Die Herabsetzung gem. § 343 BGB ist nicht durch § 10 Abs. 2 WEG ausgeschlossen. Nach dieser Vorschrift kann jeder Wohnungseigentümer eine vom Gesetz oder in der GO abweichende Vereinbarung oder die Anpassung einer solchen Vereinbarung verlangen, soweit ein Festhalten an der geltenden Regelung aus schwerwiegenden Gründen unter Berücksichtigung aller Umstände des Einzelfalls unbillig erscheint. Der Antrag auf Herabsetzung auf einen angemessenen Betrag stellt allerdings laut BGH kein Verlangen in diesem Sinne dar, da die Vereinbarungen in der GO unverändert weitergelten sollen.
Im hier entschiedenen Fall war das Ausbaurecht zugunsten einer bestehenden Wohnungseigentumseinheit eingeräumt worden. Offenbar stand auch die Dachausbaureserve bereits im Sondereigentum und war nach ihrer Zweckbestimmung zu Wohnzwecken freigegeben. Da über 1000 m² von den Baumaßnahmen betroffen waren, ist anzunehmen, dass die neu geschaffenen Dachgeschosse nachträglich unterteilt werden sollen. Die Unterteilung kann der Sondereigentümer grundsätzlich allein und ohne weitere Mitwirkung der übrigen Wohnungseigentümer vornehmen und im Grundbuch vollziehen. Anders kann es sich verhalten, wenn die Ausbaureserve im gemeinschaftlichen Eigentum steht, beispielsweise kombiniert mit einem Sondernutzungsrecht. Hier kann die Umwandlung in Sondereigentum nicht durch einen Änderungsvorbehalt in der Gemeinschaftsordnung vorweggenommen werden, da es um die sachenrechtlichen Grundlagen geht.

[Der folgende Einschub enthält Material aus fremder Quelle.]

//! A single bidirectional peer link.
//!
//! Every accepted WebSocket gets one [`Connection`]. Outbound frames go
//! through an unbounded queue drained by a single writer task per socket,
//! so no two emitters can interleave a frame regardless of how many tasks
//! hold the connection. Once closed, a connection never reopens under the
//! same id; queued sends after close fail locally.

use std::sync::atomic::{AtomicBool, Ordering};
use std::sync::{Mutex, MutexGuard};

use chrono::{DateTime, Utc};
use peerlink_common::{Error, OutboundMessage, Result, Role};
use tokio::sync::mpsc::UnboundedSender;

/// Process-unique connection identifier.
pub type ConnId = u64;

/// What the writer task pulls off the outbound queue.
#[derive(Debug)]
pub enum Frame {
    /// One serialized JSON envelope, sent as a single text frame.
    Text(String),
    /// Close the transport after flushing everything queued before it.
    Close,
}

#[derive(Debug, Default)]
struct Meta {
    role: Role,
    session_code: Option<String>,
}

#[derive(Debug)]
pub struct Connection {
    id: ConnId,
    connected_at: DateTime<Utc>,
    open: AtomicBool,
    tx: UnboundedSender<Frame>,
    meta: Mutex<Meta>,
}

impl Connection {
    pub fn new(id: ConnId, tx: UnboundedSender<Frame>) -> Self {
        Self {
            id,
            connected_at: Utc::now(),
            open: AtomicBool::new(true),
            tx,
            meta: Mutex::new(Meta::default()),
        }
    }

    pub fn id(&self) -> ConnId {
        self.id
    }

    pub fn connected_at(&self) -> DateTime<Utc> {
        self.connected_at
    }

    pub fn role(&self) -> Role {
        self.meta().role
    }

    pub fn session_code(&self) -> Option<String> {
        self.meta().session_code.clone()
    }

    /// Bind this connection to a session code as the given role.
    pub fn assign(&self, role: Role, code: &str) {
        let mut meta = self.meta();
        meta.role = role;
        meta.session_code = Some(code.to_string());
    }

    pub fn is_open(&self) -> bool {
        self.open.load(Ordering::SeqCst)
    }

    /// Queue one envelope for the writer task.
    ///
    /// Safe to call from any task; fails locally once the connection has
    /// closed instead of touching a dead transport.
    pub fn send(&self, message: &OutboundMessage) -> Result<()> {
        if !self.is_open() {
            return Err(Error::ConnectionClosed);
        }
        let text = serde_json::to_string(message).map_err(Error::serialization)?;
        self.tx
            .send(Frame::Text(text))
            .map_err(|_| Error::ConnectionClosed)
    }

    /// Close the connection. Idempotent; the first call queues a close
    /// frame so the writer task shuts the transport down cleanly.
    pub fn close(&self) {
        if self.open.swap(false, Ordering::SeqCst) {
            let _ = self.tx.send(Frame::Close);
        }
    }

    fn meta(&self) -> MutexGuard<'_, Meta> {
        self.meta.lock().unwrap_or_else(|poisoned| poisoned.into_inner())
    }
}

#[cfg(test)]
mod tests {
    use super::*;
    use peerlink_common::MessageType;
    use tokio::sync::mpsc;

    fn connection() -> (Connection, mpsc::UnboundedReceiver<Frame>) {
        let (tx, rx) = mpsc::unbounded_channel();
        (Connection::new(1, tx), rx)
    }

    #[test]
    fn frames_arrive_in_emission_order() {
        let (conn, mut rx) = connection();
        for i in 0..3 {
            conn.send(&OutboundMessage::new(
                MessageType::Signal,
                serde_json::json!({ "seq": i }),
            ))
            .unwrap();
        }
        for i in 0..3 {
            match rx.try_recv().unwrap() {
                Frame::Text(text) => {
                    let value: serde_json::Value = serde_json::from_str(&text).unwrap();
                    assert_eq!(value["payload"]["seq"], i);
                }
                Frame::Close => panic!("unexpected close frame"),
            }
        }
    }

    #[test]
    fn send_after_close_fails_locally() {
        let (conn, mut rx) = connection();
        conn.close();
        assert!(!conn.is_open());
        let err = conn
            .send(&OutboundMessage::new(MessageType::Connect, None))
            .unwrap_err();
        assert!(matches!(err, Error::ConnectionClosed));
        assert!(matches!(rx.try_recv().unwrap(), Frame::Close));
        assert!(rx.try_recv().is_err());
    }

    #[test]
    fn close_is_idempotent() {
        let (conn, mut rx) = connection();
        conn.close();
        conn.close();
        assert!(matches!(rx.try_recv().unwrap(), Frame::Close));
        assert!(rx.try_recv().is_err(), "second close must not queue again");
    }

    #[test]
    fn assign_updates_role_and_code() {
        let (conn, _rx) = connection();
        assert_eq!(conn.role(), Role::Unassigned);
        assert!(conn.session_code().is_none());
        conn.assign(Role::Viewer, "485102");
        assert_eq!(conn.role(), Role::Viewer);
        assert_eq!(conn.session_code().as_deref(), Some("485102"));
    }
}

Fazit für die Gemeinschaft
Der Anspruch auf eine in der GO vereinbarte Strafzahlung steht der GdWE zu. Das entspricht der Gesetzeslage und war in der GO nicht anders geregelt. Hier im Fall entstand der Anspruch mit Ablauf von 15 Monaten nach Baubeginn. Das Amtsgericht Schöneberg entschied mit Urteil vom 02.08.2023, sodass zu diesem Zeitpunkt die Bauzeitüberschreitung in etwa 15 Monate umfasste.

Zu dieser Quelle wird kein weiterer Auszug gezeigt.